Records from a data source:
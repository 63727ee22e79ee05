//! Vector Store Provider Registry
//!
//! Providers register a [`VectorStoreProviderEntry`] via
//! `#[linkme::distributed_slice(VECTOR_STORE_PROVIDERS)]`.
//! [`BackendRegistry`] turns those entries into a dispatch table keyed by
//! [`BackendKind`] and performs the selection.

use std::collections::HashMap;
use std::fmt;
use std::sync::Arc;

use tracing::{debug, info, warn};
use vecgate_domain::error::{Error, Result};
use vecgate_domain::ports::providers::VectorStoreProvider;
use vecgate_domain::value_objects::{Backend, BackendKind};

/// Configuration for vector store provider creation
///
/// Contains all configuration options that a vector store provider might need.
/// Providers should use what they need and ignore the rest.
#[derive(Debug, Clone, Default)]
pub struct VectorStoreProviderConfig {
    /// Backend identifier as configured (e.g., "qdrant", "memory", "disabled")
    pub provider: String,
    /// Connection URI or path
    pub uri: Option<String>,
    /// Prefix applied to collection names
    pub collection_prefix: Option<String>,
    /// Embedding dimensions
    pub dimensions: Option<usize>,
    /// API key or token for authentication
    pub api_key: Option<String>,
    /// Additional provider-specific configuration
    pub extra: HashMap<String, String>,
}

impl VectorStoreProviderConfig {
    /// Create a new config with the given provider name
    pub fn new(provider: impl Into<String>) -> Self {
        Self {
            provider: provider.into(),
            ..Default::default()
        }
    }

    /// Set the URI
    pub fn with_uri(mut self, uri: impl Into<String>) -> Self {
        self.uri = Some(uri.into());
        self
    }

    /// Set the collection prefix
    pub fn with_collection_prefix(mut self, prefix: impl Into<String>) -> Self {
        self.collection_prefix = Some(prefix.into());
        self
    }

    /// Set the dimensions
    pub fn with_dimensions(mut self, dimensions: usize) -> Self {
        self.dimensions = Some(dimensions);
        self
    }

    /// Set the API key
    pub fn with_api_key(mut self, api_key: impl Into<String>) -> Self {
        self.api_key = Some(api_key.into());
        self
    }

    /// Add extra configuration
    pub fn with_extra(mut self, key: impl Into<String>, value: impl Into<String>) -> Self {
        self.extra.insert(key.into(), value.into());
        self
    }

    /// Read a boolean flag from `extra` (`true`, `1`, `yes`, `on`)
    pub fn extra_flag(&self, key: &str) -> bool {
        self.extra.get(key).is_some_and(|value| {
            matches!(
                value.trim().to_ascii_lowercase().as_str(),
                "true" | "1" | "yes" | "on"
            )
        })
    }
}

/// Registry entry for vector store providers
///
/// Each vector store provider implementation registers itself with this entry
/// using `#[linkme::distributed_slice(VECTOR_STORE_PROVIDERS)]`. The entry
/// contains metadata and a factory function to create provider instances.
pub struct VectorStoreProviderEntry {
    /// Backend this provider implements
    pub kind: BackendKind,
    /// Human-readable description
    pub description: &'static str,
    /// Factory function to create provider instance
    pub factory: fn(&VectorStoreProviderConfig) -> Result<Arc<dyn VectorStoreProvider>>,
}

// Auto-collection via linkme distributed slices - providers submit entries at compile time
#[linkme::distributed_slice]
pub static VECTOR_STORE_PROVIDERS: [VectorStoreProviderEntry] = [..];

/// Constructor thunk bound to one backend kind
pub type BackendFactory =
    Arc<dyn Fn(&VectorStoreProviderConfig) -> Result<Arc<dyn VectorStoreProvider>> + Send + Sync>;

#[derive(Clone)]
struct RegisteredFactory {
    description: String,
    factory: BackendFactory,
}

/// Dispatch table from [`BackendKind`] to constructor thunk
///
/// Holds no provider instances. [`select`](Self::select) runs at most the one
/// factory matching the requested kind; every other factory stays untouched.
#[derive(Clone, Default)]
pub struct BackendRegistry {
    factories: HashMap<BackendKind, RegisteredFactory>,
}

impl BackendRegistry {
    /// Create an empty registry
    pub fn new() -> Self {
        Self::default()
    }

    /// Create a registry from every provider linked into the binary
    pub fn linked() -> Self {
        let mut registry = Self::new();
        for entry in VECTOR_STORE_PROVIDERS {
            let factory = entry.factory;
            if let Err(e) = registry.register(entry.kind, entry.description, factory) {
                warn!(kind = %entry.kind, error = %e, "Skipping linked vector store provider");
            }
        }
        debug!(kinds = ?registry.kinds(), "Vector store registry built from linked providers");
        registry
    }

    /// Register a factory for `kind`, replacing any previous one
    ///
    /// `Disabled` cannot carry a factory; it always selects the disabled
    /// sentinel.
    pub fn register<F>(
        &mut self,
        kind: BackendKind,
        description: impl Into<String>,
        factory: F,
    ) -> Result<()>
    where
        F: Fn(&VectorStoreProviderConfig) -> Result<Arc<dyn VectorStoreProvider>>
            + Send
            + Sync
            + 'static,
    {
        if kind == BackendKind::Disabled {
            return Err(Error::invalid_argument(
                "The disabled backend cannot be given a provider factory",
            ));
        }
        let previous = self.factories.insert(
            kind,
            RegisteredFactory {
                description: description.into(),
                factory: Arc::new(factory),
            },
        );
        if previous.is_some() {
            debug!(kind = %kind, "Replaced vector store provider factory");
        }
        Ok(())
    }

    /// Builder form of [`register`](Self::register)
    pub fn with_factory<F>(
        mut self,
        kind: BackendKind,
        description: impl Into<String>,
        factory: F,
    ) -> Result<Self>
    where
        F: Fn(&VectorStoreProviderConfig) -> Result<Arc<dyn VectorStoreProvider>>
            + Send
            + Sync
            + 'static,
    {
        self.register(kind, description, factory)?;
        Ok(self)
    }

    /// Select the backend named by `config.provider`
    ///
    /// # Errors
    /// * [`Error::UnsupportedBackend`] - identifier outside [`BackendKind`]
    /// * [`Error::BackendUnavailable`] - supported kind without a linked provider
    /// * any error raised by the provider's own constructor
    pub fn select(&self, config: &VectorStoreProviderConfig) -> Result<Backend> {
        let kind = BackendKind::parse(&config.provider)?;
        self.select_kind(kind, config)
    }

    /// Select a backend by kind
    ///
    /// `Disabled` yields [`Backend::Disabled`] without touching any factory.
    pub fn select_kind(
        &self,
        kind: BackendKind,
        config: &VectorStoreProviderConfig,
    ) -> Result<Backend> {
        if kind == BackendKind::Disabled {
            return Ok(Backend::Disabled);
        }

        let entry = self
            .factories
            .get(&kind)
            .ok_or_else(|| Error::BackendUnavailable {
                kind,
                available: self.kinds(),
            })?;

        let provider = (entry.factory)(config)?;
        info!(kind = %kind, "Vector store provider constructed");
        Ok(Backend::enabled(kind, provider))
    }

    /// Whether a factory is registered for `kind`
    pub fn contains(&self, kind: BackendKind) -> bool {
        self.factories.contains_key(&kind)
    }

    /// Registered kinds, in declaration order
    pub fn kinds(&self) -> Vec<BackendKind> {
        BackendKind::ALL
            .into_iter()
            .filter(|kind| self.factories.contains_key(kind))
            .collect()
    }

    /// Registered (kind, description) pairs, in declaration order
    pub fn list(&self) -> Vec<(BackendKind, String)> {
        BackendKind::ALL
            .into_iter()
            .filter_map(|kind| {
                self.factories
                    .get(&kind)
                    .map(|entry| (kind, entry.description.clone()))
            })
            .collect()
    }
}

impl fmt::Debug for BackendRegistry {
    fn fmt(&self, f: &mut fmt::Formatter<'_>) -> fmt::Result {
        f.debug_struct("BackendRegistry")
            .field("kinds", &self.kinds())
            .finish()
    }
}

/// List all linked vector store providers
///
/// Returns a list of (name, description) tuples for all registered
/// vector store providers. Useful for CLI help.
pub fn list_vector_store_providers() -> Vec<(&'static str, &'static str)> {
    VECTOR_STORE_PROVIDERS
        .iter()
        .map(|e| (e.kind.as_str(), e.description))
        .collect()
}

BRIEF => Give the entries again in full, with nothing changed.

THE COMPLETED TASK =>
repository 63727ee22e79ee05
//! Vector Store Provider Registry
//!
//! Providers register a [`VectorStoreProviderEntry`] via
//! `#[linkme::distributed_slice(VECTOR_STORE_PROVIDERS)]`.
//! [`BackendRegistry`] turns those entries into a dispatch table keyed by
//! [`BackendKind`] and performs the selection.

use std::collections::HashMap;
use std::fmt;
use std::sync::Arc;

use tracing::{debug, info, warn};
use vecgate_domain::error::{Error, Result};
use vecgate_domain::ports::providers::VectorStoreProvider;
use vecgate_domain::value_objects::{Backend, BackendKind};

/// Configuration for vector store provider creation
///
/// Contains all configuration options that a vector store provider might need.
/// Providers should use what they need and ignore the rest.
#[derive(Debug, Clone, Default)]
pub struct VectorStoreProviderConfig {
    /// Backend identifier as configured (e.g., "qdrant", "memory", "disabled")
    pub provider: String,
    /// Connection URI or path
    pub uri: Option<String>,
    /// Prefix applied to collection names
    pub collection_prefix: Option<String>,
    /// Embedding dimensions
    pub dimensions: Option<usize>,
    /// API key or token for authentication
    pub api_key: Option<String>,
    /// Additional provider-specific configuration
    pub extra: HashMap<String, String>,
}

impl VectorStoreProviderConfig {
    /// Create a new config with the given provider name
    pub fn new(provider: impl Into<String>) -> Self {
        Self {
            provider: provider.into(),
            ..Default::default()
        }
    }

    /// Set the URI
    pub fn with_uri(mut self, uri: impl Into<String>) -> Self {
        self.uri = Some(uri.into());
        self
    }

    /// Set the collection prefix
    pub fn with_collection_prefix(mut self, prefix: impl Into<String>) -> Self {
        self.collection_prefix = Some(prefix.into());
        self
    }

    /// Set the dimensions
    pub fn with_dimensions(mut self, dimensions: usize) -> Self {
        self.dimensions = Some(dimensions);
        self
    }

    /// Set the API key
    pub fn with_api_key(mut self, api_key: impl Into<String>) -> Self {
        self.api_key = Some(api_key.into());
        self
    }

    /// Add extra configuration
    pub fn with_extra(mut self, key: impl Into<String>, value: impl Into<String>) -> Self {
        self.extra.insert(key.into(), value.into());
        self
    }

    /// Read a boolean flag from `extra` (`true`, `1`, `yes`, `on`)
    pub fn extra_flag(&self, key: &str) -> bool {
        self.extra.get(key).is_some_and(|value| {
            matches!(
                value.trim().to_ascii_lowercase().as_str(),
                "true" | "1" | "yes" | "on"
            )
        })
    }
}

/// Registry entry for vector store providers
///
/// Each vector store provider implementation registers itself with this entry
/// using `#[linkme::distributed_slice(VECTOR_STORE_PROVIDERS)]`. The entry
/// contains metadata and a factory function to create provider instances.
pub struct VectorStoreProviderEntry {
    /// Backend this provider implements
    pub kind: BackendKind,
    /// Human-readable description
    pub description: &'static str,
    /// Factory function to create provider instance
    pub factory: fn(&VectorStoreProviderConfig) -> Result<Arc<dyn VectorStoreProvider>>,
}

// Auto-collection via linkme distributed slices - providers submit entries at compile time
#[linkme::distributed_slice]
pub static VECTOR_STORE_PROVIDERS: [VectorStoreProviderEntry] = [..];

/// Constructor thunk bound to one backend kind
pub type BackendFactory =
    Arc<dyn Fn(&VectorStoreProviderConfig) -> Result<Arc<dyn VectorStoreProvider>> + Send + Sync>;

#[derive(Clone)]
struct RegisteredFactory {
    description: String,
    factory: BackendFactory,
}

/// Dispatch table from [`BackendKind`] to constructor thunk
///
/// Holds no provider instances. [`select`](Self::select) runs at most the one
/// factory matching the requested kind; every other factory stays untouched.
#[derive(Clone, Default)]
pub struct BackendRegistry {
    factories: HashMap<BackendKind, RegisteredFactory>,
}

impl BackendRegistry {
    /// Create an empty registry
    pub fn new() -> Self {
        Self::default()
    }

    /// Create a registry from every provider linked into the binary
    pub fn linked() -> Self {
        let mut registry = Self::new();
        for entry in VECTOR_STORE_PROVIDERS {
            let factory = entry.factory;
            if let Err(e) = registry.register(entry.kind, entry.description, factory) {
                warn!(kind = %entry.kind, error = %e, "Skipping linked vector store provider");
            }
        }
        debug!(kinds = ?registry.kinds(), "Vector store registry built from linked providers");
        registry
    }

    /// Register a factory for `kind`, replacing any previous one
    ///
    /// `Disabled` cannot carry a factory; it always selects the disabled
    /// sentinel.
    pub fn register<F>(
        &mut self,
        kind: BackendKind,
        description: impl Into<String>,
        factory: F,
    ) -> Result<()>
    where
        F: Fn(&VectorStoreProviderConfig) -> Result<Arc<dyn VectorStoreProvider>>
            + Send
            + Sync
            + 'static,
    {
        if kind == BackendKind::Disabled {
            return Err(Error::invalid_argument(
                "The disabled backend cannot be given a provider factory",
            ));
        }
        let previous = self.factories.insert(
            kind,
            RegisteredFactory {
                description: description.into(),
                factory: Arc::new(factory),
            },
        );
        if previous.is_some() {
            debug!(kind = %kind, "Replaced vector store provider factory");
        }
        Ok(())
    }

    /// Builder form of [`register`](Self::register)
    pub fn with_factory<F>(
        mut self,
        kind: BackendKind,
        description: impl Into<String>,
        factory: F,
    ) -> Result<Self>
    where
        F: Fn(&VectorStoreProviderConfig) -> Result<Arc<dyn VectorStoreProvider>>
            + Send
            + Sync
            + 'static,
    {
        self.register(kind, description, factory)?;
        Ok(self)
    }

    /// Select the backend named by `config.provider`
    ///
    /// # Errors
    /// * [`Error::UnsupportedBackend`] - identifier outside [`BackendKind`]
    /// * [`Error::BackendUnavailable`] - supported kind without a linked provider
    /// * any error raised by the provider's own constructor
    pub fn select(&self, config: &VectorStoreProviderConfig) -> Result<Backend> {
        let kind = BackendKind::parse(&config.provider)?;
        self.select_kind(kind, config)
    }

    /// Select a backend by kind
    ///
    /// `Disabled` yields [`Backend::Disabled`] without touching any factory.
    pub fn select_kind(
        &self,
        kind: BackendKind,
        config: &VectorStoreProviderConfig,
    ) -> Result<Backend> {
        if kind == BackendKind::Disabled {
            return Ok(Backend::Disabled);
        }

        let entry = self
            .factories
            .get(&kind)
            .ok_or_else(|| Error::BackendUnavailable {
                kind,
                available: self.kinds(),
            })?;

        let provider = (entry.factory)(config)?;
        info!(kind = %kind, "Vector store provider constructed");
        Ok(Backend::enabled(kind, provider))
    }

    /// Whether a factory is registered for `kind`
    pub fn contains(&self, kind: BackendKind) -> bool {
        self.factories.contains_key(&kind)
    }

    /// Registered kinds, in declaration order
    pub fn kinds(&self) -> Vec<BackendKind> {
        BackendKind::ALL
            .into_iter()
            .filter(|kind| self.factories.contains_key(kind))
            .collect()
    }

    /// Registered (kind, description) pairs, in declaration order
    pub fn list(&self) -> Vec<(BackendKind, String)> {
        BackendKind::ALL
            .into_iter()
            .filter_map(|kind| {
                self.factories
                    .get(&kind)
                    .map(|entry| (kind, entry.description.clone()))
            })
            .collect()
    }
}

impl fmt::Debug for BackendRegistry {
    fn fmt(&self, f: &mut fmt::Formatter<'_>) -> fmt::Result {
        f.debug_struct("BackendRegistry")
            .field("kinds", &self.kinds())
            .finish()
    }
}

/// List all linked vector store providers
///
/// Returns a list of (name, description) tuples for all registered
/// vector store providers. Useful for CLI help.
pub fn list_vector_store_providers() -> Vec<(&'static str, &'static str)> {
    VECTOR_STORE_PROVIDERS
        .iter()
        .map(|e| (e.kind.as_str(), e.description))
        .collect()
}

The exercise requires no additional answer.